Un diálogo continuo entre expertos y ciudadanía
Como resalta en un artículo Ana Cuevas, de la Universidad de Salamanca, la participación ciudadana ha de producirse “tanto en la determinación de objetivos de investigación, como en el grado de financiación pública que estos han de recibir”. En este sentido, destaca mecanismos tales como comisiones de consenso, audiencias públicas, paneles de ciudadanos, science shops, referendos, etc. Coincido con ella en que todos ellos procuran un diálogo entre expertos y ciudadanía.
La verdadera participación no llegará si no se crean nuevos canales de comunicación, más democráticos, en los que la “ignorancia” previa sea el punto de partida y no se configuren los espacios de debate en función de los intereses de una élite científica (y también periodística).
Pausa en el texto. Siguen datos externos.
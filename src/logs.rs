//! Inbound log data model.
//!
//! Mirrors the shape of an OpenTelemetry logs payload: resources own scopes,
//! scopes own log records, and every record is read together with the
//! attribute set of the resource it belongs to.

use std::collections::HashMap;
use std::fmt;

use base64::Engine as _;
use chrono::{DateTime, Utc};
use serde::de::{self, Deserializer, MapAccess, SeqAccess, Visitor};
use serde::Deserialize;

/// An attribute or body value.
#[derive(Debug, Clone, PartialEq)]
pub enum AnyValue {
    Str(String),
    Bool(bool),
    Int(i64),
    Double(f64),
    Bytes(Vec<u8>),
    Array(Vec<AnyValue>),
    Map(Attributes),
}

impl AnyValue {
    /// Render the value as a string.
    ///
    /// Scalars are printed plainly, bytes as standard base64 and
    /// arrays/maps as compact JSON.
    pub fn as_string(&self) -> String {
        match self {
            AnyValue::Str(s) => s.clone(),
            AnyValue::Bool(b) => b.to_string(),
            AnyValue::Int(i) => i.to_string(),
            AnyValue::Double(d) => d.to_string(),
            AnyValue::Bytes(b) => base64::engine::general_purpose::STANDARD.encode(b),
            AnyValue::Array(_) | AnyValue::Map(_) => self.to_json().to_string(),
        }
    }

    fn to_json(&self) -> serde_json::Value {
        match self {
            AnyValue::Str(s) => serde_json::Value::String(s.clone()),
            AnyValue::Bool(b) => serde_json::Value::Bool(*b),
            AnyValue::Int(i) => serde_json::Value::from(*i),
            AnyValue::Double(d) => serde_json::Number::from_f64(*d)
                .map(serde_json::Value::Number)
                .unwrap_or(serde_json::Value::Null),
            AnyValue::Bytes(_) => serde_json::Value::String(self.as_string()),
            AnyValue::Array(values) => {
                serde_json::Value::Array(values.iter().map(AnyValue::to_json).collect())
            }
            AnyValue::Map(attributes) => serde_json::Value::Object(
                attributes
                    .iter()
                    .map(|(k, v)| (k.to_string(), v.to_json()))
                    .collect(),
            ),
        }
    }
}

impl From<&str> for AnyValue {
    fn from(value: &str) -> Self {
        AnyValue::Str(value.to_string())
    }
}

impl From<String> for AnyValue {
    fn from(value: String) -> Self {
        AnyValue::Str(value)
    }
}

impl From<i64> for AnyValue {
    fn from(value: i64) -> Self {
        AnyValue::Int(value)
    }
}

impl From<bool> for AnyValue {
    fn from(value: bool) -> Self {
        AnyValue::Bool(value)
    }
}

impl<'de> Deserialize<'de> for AnyValue {
    fn deserialize<D: Deserializer<'de>>(deserializer: D) -> Result<Self, D::Error> {
        deserializer.deserialize_any(AnyValueVisitor)
    }
}

struct AnyValueVisitor;

impl<'de> Visitor<'de> for AnyValueVisitor {
    type Value = AnyValue;

    fn expecting(&self, f: &mut fmt::Formatter<'_>) -> fmt::Result {
        f.write_str("an attribute value")
    }

    fn visit_bool<E: de::Error>(self, v: bool) -> Result<AnyValue, E> {
        Ok(AnyValue::Bool(v))
    }

    fn visit_i64<E: de::Error>(self, v: i64) -> Result<AnyValue, E> {
        Ok(AnyValue::Int(v))
    }

    fn visit_u64<E: de::Error>(self, v: u64) -> Result<AnyValue, E> {
        Ok(i64::try_from(v)
            .map(AnyValue::Int)
            .unwrap_or(AnyValue::Double(v as f64)))
    }

    fn visit_f64<E: de::Error>(self, v: f64) -> Result<AnyValue, E> {
        Ok(AnyValue::Double(v))
    }

    fn visit_str<E: de::Error>(self, v: &str) -> Result<AnyValue, E> {
        Ok(AnyValue::Str(v.to_string()))
    }

    fn visit_string<E: de::Error>(self, v: String) -> Result<AnyValue, E> {
        Ok(AnyValue::Str(v))
    }

    fn visit_bytes<E: de::Error>(self, v: &[u8]) -> Result<AnyValue, E> {
        Ok(AnyValue::Bytes(v.to_vec()))
    }

    fn visit_unit<E: de::Error>(self) -> Result<AnyValue, E> {
        Ok(AnyValue::Str(String::new()))
    }

    fn visit_seq<A: SeqAccess<'de>>(self, mut seq: A) -> Result<AnyValue, A::Error> {
        let mut values = Vec::with_capacity(seq.size_hint().unwrap_or(0));
        while let Some(value) = seq.next_element()? {
            values.push(value);
        }
        Ok(AnyValue::Array(values))
    }

    fn visit_map<A: MapAccess<'de>>(self, map: A) -> Result<AnyValue, A::Error> {
        AttributesVisitor.visit_map(map).map(AnyValue::Map)
    }
}

/// Ordered set of attribute key/value pairs.
///
/// Keys are unique; insertion order is kept.
#[derive(Clone, Default)]
pub struct Attributes {
    entries: Vec<(String, AnyValue)>,
    index: HashMap<String, usize>,
}

impl Attributes {
    pub fn new() -> Self {
        Self::default()
    }

    /// Look up an attribute by key.
    pub fn get(&self, key: &str) -> Option<&AnyValue> {
        self.index.get(key).map(|&i| &self.entries[i].1)
    }

    /// Insert an attribute, replacing the value of an existing key in place.
    pub fn insert(&mut self, key: impl Into<String>, value: impl Into<AnyValue>) {
        let key = key.into();
        let value = value.into();
        match self.index.get(&key) {
            Some(&i) => self.entries[i].1 = value,
            None => {
                self.index.insert(key.clone(), self.entries.len());
                self.entries.push((key, value));
            }
        }
    }

    /// Builder-style insert.
    pub fn with(mut self, key: impl Into<String>, value: impl Into<AnyValue>) -> Self {
        self.insert(key, value);
        self
    }

    pub fn iter(&self) -> impl Iterator<Item = (&str, &AnyValue)> {
        self.entries.iter().map(|(k, v)| (k.as_str(), v))
    }

    pub fn len(&self) -> usize {
        self.entries.len()
    }

    pub fn is_empty(&self) -> bool {
        self.entries.is_empty()
    }
}

impl fmt::Debug for Attributes {
    fn fmt(&self, f: &mut fmt::Formatter<'_>) -> fmt::Result {
        f.debug_map().entries(self.iter()).finish()
    }
}

impl PartialEq for Attributes {
    fn eq(&self, other: &Self) -> bool {
        self.entries == other.entries
    }
}

impl<'de> Deserialize<'de> for Attributes {
    fn deserialize<D: Deserializer<'de>>(deserializer: D) -> Result<Self, D::Error> {
        deserializer.deserialize_map(AttributesVisitor)
    }
}

struct AttributesVisitor;

impl<'de> Visitor<'de> for AttributesVisitor {
    type Value = Attributes;

    fn expecting(&self, f: &mut fmt::Formatter<'_>) -> fmt::Result {
        f.write_str("a map of attributes")
    }

    fn visit_map<A: MapAccess<'de>>(self, mut map: A) -> Result<Attributes, A::Error> {
        let mut attributes = Attributes::new();
        while let Some((key, value)) = map.next_entry::<String, AnyValue>()? {
            attributes.insert(key, value);
        }
        Ok(attributes)
    }
}

/// Entity that produced a group of log records.
#[derive(Debug, Clone, Default, PartialEq, Deserialize)]
pub struct Resource {
    #[serde(default)]
    pub attributes: Attributes,
}

impl Resource {
    pub fn new(attributes: Attributes) -> Self {
        Self { attributes }
    }
}

/// A single structured log record.
#[derive(Debug, Clone, Default, PartialEq, Deserialize)]
pub struct LogRecord {
    /// Time the event occurred
    #[serde(default)]
    pub timestamp: Option<DateTime<Utc>>,

    /// Time the event was observed by the pipeline
    #[serde(default)]
    pub observed_timestamp: Option<DateTime<Utc>>,

    /// Severity as text (e.g. "INFO")
    #[serde(default)]
    pub severity_text: String,

    /// Log body
    #[serde(default)]
    pub body: Option<AnyValue>,

    /// Record-level attributes
    #[serde(default)]
    pub attributes: Attributes,
}

impl LogRecord {
    /// Create a record with a severity and a string body.
    pub fn new(severity_text: impl Into<String>, body: impl Into<String>) -> Self {
        Self {
            severity_text: severity_text.into(),
            body: Some(AnyValue::Str(body.into())),
            ..Self::default()
        }
    }

    pub fn with_timestamp(mut self, timestamp: DateTime<Utc>) -> Self {
        self.timestamp = Some(timestamp);
        self
    }

    pub fn with_attribute(mut self, key: impl Into<String>, value: impl Into<AnyValue>) -> Self {
        self.attributes.insert(key, value);
        self
    }
}

/// Records emitted by one instrumentation scope.
#[derive(Debug, Clone, Default, PartialEq, Deserialize)]
pub struct ScopeLogs {
    #[serde(default)]
    pub log_records: Vec<LogRecord>,
}

/// Records grouped under the resource that produced them.
#[derive(Debug, Clone, Default, PartialEq, Deserialize)]
pub struct ResourceLogs {
    #[serde(default)]
    pub resource: Resource,

    #[serde(default)]
    pub scope_logs: Vec<ScopeLogs>,
}

impl ResourceLogs {
    /// Single-scope convenience constructor.
    pub fn new(resource: Resource, log_records: Vec<LogRecord>) -> Self {
        Self {
            resource,
            scope_logs: vec![ScopeLogs { log_records }],
        }
    }
}

/// A batch of log records as handed over by the pipeline.
#[derive(Debug, Clone, Default, PartialEq, Deserialize)]
pub struct Logs {
    #[serde(default)]
    pub resource_logs: Vec<ResourceLogs>,
}

impl Logs {
    pub fn new(resource_logs: Vec<ResourceLogs>) -> Self {
        Self { resource_logs }
    }

    /// Total number of log records in the batch.
    pub fn record_count(&self) -> usize {
        self.resource_logs
            .iter()
            .flat_map(|rl| rl.scope_logs.iter())
            .map(|sl| sl.log_records.len())
            .sum()
    }

    /// Iterate every record with its owning resource, in input order.
    pub fn records(&self) -> impl Iterator<Item = (&Resource, &LogRecord)> {
        self.resource_logs.iter().flat_map(|rl| {
            rl.scope_logs
                .iter()
                .flat_map(move |sl| sl.log_records.iter().map(move |lr| (&rl.resource, lr)))
        })
    }
}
Se trata de ser menos pasivos al abordar la ciencia y no repetir el esquema actual de la democracia, según el cual toca votar cada cuatro años y luego a escuchar o resignarse. Debe producirse una apropiación social de la ciencia, porque es un ámbito que cada vez tendrá más poder para cambiar nuestra realidad y la propia naturaleza humana, por ejemplo, mediante desarrollos tecnológicos en el ámbito de la Industria 4.0. ¿Acaso no tiene la gente común algo que decir en ese futuro que nos espera?